MATERIAL SHOWN:
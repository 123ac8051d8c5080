//! Frame layout and request/response views
//!
//! On-the-wire layout, identical in both directions apart from the response
//! code byte and the marker bit:
//!
//! ```text
//! request:  [ cmd ][ subfn ][ len u16 BE ][ data ... ][ crc32 BE ]
//! response: [ cmd|0x80 ][ subfn ][ code ][ len u16 BE ][ data ... ][ crc32 BE ]
//! ```
//!
//! The length and CRC fields are big-endian regardless of the address
//! endianness selected at build time. The views in this module borrow the
//! comm handler's buffers; they live for a single dispatch and never copy
//! payload bytes.

use crate::errors::CodecError;
use crate::types::ResponseCode;

// ----------------------------------------------------------------------------
// Layout Constants
// ----------------------------------------------------------------------------

/// Request header: cmd, subfn, 16-bit length.
pub const REQUEST_HEADER_SIZE: usize = 4;

/// Response header: cmd, subfn, response code, 16-bit length.
pub const RESPONSE_HEADER_SIZE: usize = 5;

/// Trailing checksum, both directions.
pub const CRC_SIZE: usize = 4;

/// High bit of the command byte marks a response.
pub const RESPONSE_MARKER: u8 = 0x80;

/// Bytes a request frame adds around its payload.
pub const REQUEST_OVERHEAD: usize = REQUEST_HEADER_SIZE + CRC_SIZE;

/// Bytes a response frame adds around its payload.
pub const RESPONSE_OVERHEAD: usize = RESPONSE_HEADER_SIZE + CRC_SIZE;

/// Header bytes in CRC order for a request frame
pub fn request_header(command_id: u8, subfunction_id: u8, data_len: u16) -> [u8; REQUEST_HEADER_SIZE] {
    let len = data_len.to_be_bytes();
    [command_id, subfunction_id, len[0], len[1]]
}

/// Header bytes in CRC order for a response frame
pub fn response_header(
    command_id: u8,
    subfunction_id: u8,
    response_code: u8,
    data_len: u16,
) -> [u8; RESPONSE_HEADER_SIZE] {
    let len = data_len.to_be_bytes();
    [
        command_id | RESPONSE_MARKER,
        subfunction_id,
        response_code,
        len[0],
        len[1],
    ]
}

// ----------------------------------------------------------------------------
// Request View
// ----------------------------------------------------------------------------

/// A validated request, borrowing the reception buffer
///
/// Only CRC-checked frames become requests; the view dies when the comm
/// handler releases the frame for the next reception.
#[derive(Debug)]
pub struct Request<'a> {
    pub command_id: u8,
    pub subfunction_id: u8,
    pub data: &'a [u8],
}

impl Request<'_> {
    pub fn data_len(&self) -> u16 {
        self.data.len() as u16
    }
}

// ----------------------------------------------------------------------------
// Response Builder
// ----------------------------------------------------------------------------

/// Header fields of a finished response, detached from the payload buffer
#[derive(Debug, Clone, Copy)]
pub struct ResponseMeta {
    pub command_id: u8,
    pub subfunction_id: u8,
    pub response_code: ResponseCode,
    pub data_len: u16,
    pub valid: bool,
}

/// A response under construction, writing into the transmission buffer
///
/// The codec appends through the cursor methods; nothing here knows the
/// meaning of the bytes. Appending past the buffer end reports
/// [`CodecError::Overflow`] and leaves the cursor unchanged.
#[derive(Debug)]
pub struct Response<'a> {
    pub command_id: u8,
    pub subfunction_id: u8,
    pub response_code: ResponseCode,
    pub valid: bool,
    data: &'a mut [u8],
    data_len: usize,
}

impl<'a> Response<'a> {
    /// Wrap the transmit data area. The response starts out invalid.
    pub(crate) fn new(data: &'a mut [u8]) -> Self {
        Self {
            command_id: 0,
            subfunction_id: 0,
            response_code: ResponseCode::FailureToProceed,
            valid: false,
            data,
            data_len: 0,
        }
    }

    /// Set the defaults for answering `(command_id, subfunction_id)`
    pub fn prepare(&mut self, command_id: u8, subfunction_id: u8) {
        self.command_id = command_id;
        self.subfunction_id = subfunction_id;
        self.response_code = ResponseCode::Ok;
        self.valid = true;
        self.data_len = 0;
    }

    pub fn capacity(&self) -> usize {
        self.data.len()
    }

    pub fn data_len(&self) -> u16 {
        self.data_len as u16
    }

    pub fn data(&self) -> &[u8] {
        &self.data[..self.data_len]
    }

    /// Drop any encoded payload, keeping the header fields
    pub fn clear_data(&mut self) {
        self.data_len = 0;
    }

    /// Append raw bytes
    pub fn push_bytes(&mut self, bytes: &[u8]) -> Result<(), CodecError> {
        let slot = self.reserve(bytes.len())?;
        slot.copy_from_slice(bytes);
        Ok(())
    }

    pub fn push_u8(&mut self, value: u8) -> Result<(), CodecError> {
        self.push_bytes(&[value])
    }

    pub fn push_u16_be(&mut self, value: u16) -> Result<(), CodecError> {
        self.push_bytes(&value.to_be_bytes())
    }

    pub fn push_u32_be(&mut self, value: u32) -> Result<(), CodecError> {
        self.push_bytes(&value.to_be_bytes())
    }

    /// Claim `len` bytes of payload and return them for the caller to fill
    pub fn reserve(&mut self, len: usize) -> Result<&mut [u8], CodecError> {
        let start = self.data_len;
        let end = start.checked_add(len).ok_or(CodecError::Overflow)?;
        if end > self.data.len() {
            return Err(CodecError::Overflow);
        }
        self.data_len = end;
        Ok(&mut self.data[start..end])
    }

    pub fn meta(&self) -> ResponseMeta {
        ResponseMeta {
            command_id: self.command_id,
            subfunction_id: self.subfunction_id,
            response_code: self.response_code,
            data_len: self.data_len as u16,
            valid: self.valid,
        }
    }
}

// ----------------------------------------------------------------------------
// Tests
// ----------------------------------------------------------------------------
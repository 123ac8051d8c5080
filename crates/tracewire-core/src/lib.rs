//! Tracewire device-side protocol core
//!
//! This crate is the embedded half of the tracewire debug/telemetry link: a
//! self-contained request/response engine that a target firmware embeds next
//! to its main loop. A host tool sends framed binary commands over any byte
//! stream (UART, UDP, a pipe in tests); the core validates each frame,
//! services it against live memory and a few control facilities, and queues
//! exactly one framed response.
//!
//! ## Architecture Overview
//!
//! The core is a sans-io state machine. It never blocks, never spawns, and
//! never allocates after construction: all buffers are fixed arrays sized by
//! the constants in [`config`], and progress happens only when the host
//! application calls [`MainHandler::process`] once per tick.
//!
//! **Responsibilities by module:**
//! - [`timebase`]: the monotonic microsecond clock the application advances
//!   each tick, used for heartbeat and reception deadlines
//! - [`config`]: the immutable device configuration (protected address
//!   ranges, software id, buffer overrides) copied in at init
//! - [`memory`]: the access-control checks for host-supplied address ranges
//!   and the raw memory primitives they guard
//! - [`protocol`]: framing, CRC validation, the reception/transmission state
//!   machines, session liveness, and the wire codec
//! - [`handler`]: the tick loop that dispatches validated requests to the
//!   command processors
//!
//! ## Usage
//!
//! ```rust
//! use tracewire_core::{DeviceConfig, MainHandler};
//!
//! let mut config = DeviceConfig::new();
//! config.add_forbidden_range(0x1000, 0x1FFF).unwrap();
//!
//! let mut core = MainHandler::new(&config);
//!
//! // Each iteration of the application's main loop:
//! let ingress: &[u8] = &[];    // bytes read from the transport
//! core.receive_data(ingress);
//! core.process(100);           // microseconds since the previous tick
//! let mut egress = [0u8; 64];
//! let n = core.pop_data(&mut egress);
//! // write egress[..n] to the transport
//! ```
//!
//! The transport itself is out of scope: the application moves bytes between
//! its driver and [`MainHandler::receive_data`] / [`MainHandler::pop_data`].

#![cfg_attr(not(feature = "std"), no_std)]

// ----------------------------------------------------------------------------
// Module Declarations
// ----------------------------------------------------------------------------

pub mod config;
pub mod errors;
pub mod handler;
pub mod memory;
pub mod protocol;
pub mod timebase;
pub mod types;

// ----------------------------------------------------------------------------
// Public API
// ----------------------------------------------------------------------------

pub use config::{AddressRange, DeviceConfig};
pub use errors::{AccessError, CodecError, ConfigError, TracewireError, TxError};
pub use handler::MainHandler;
pub use memory::MemoryPolicy;
pub use protocol::comm::CommHandler;
pub use protocol::frame::{Request, Response};
pub use timebase::Timebase;
pub use types::{
    CommandId, FeatureFlags, ProtocolVersion, RegionType, ResponseCode, PROTOCOL_VERSION,
};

REQUIRED ACTION:
Go through the data and gather every line that holds "directions".

EXERCISE SOLUTION:
//! On-the-wire layout, identical in both directions apart from the response
/// Trailing checksum, both directions.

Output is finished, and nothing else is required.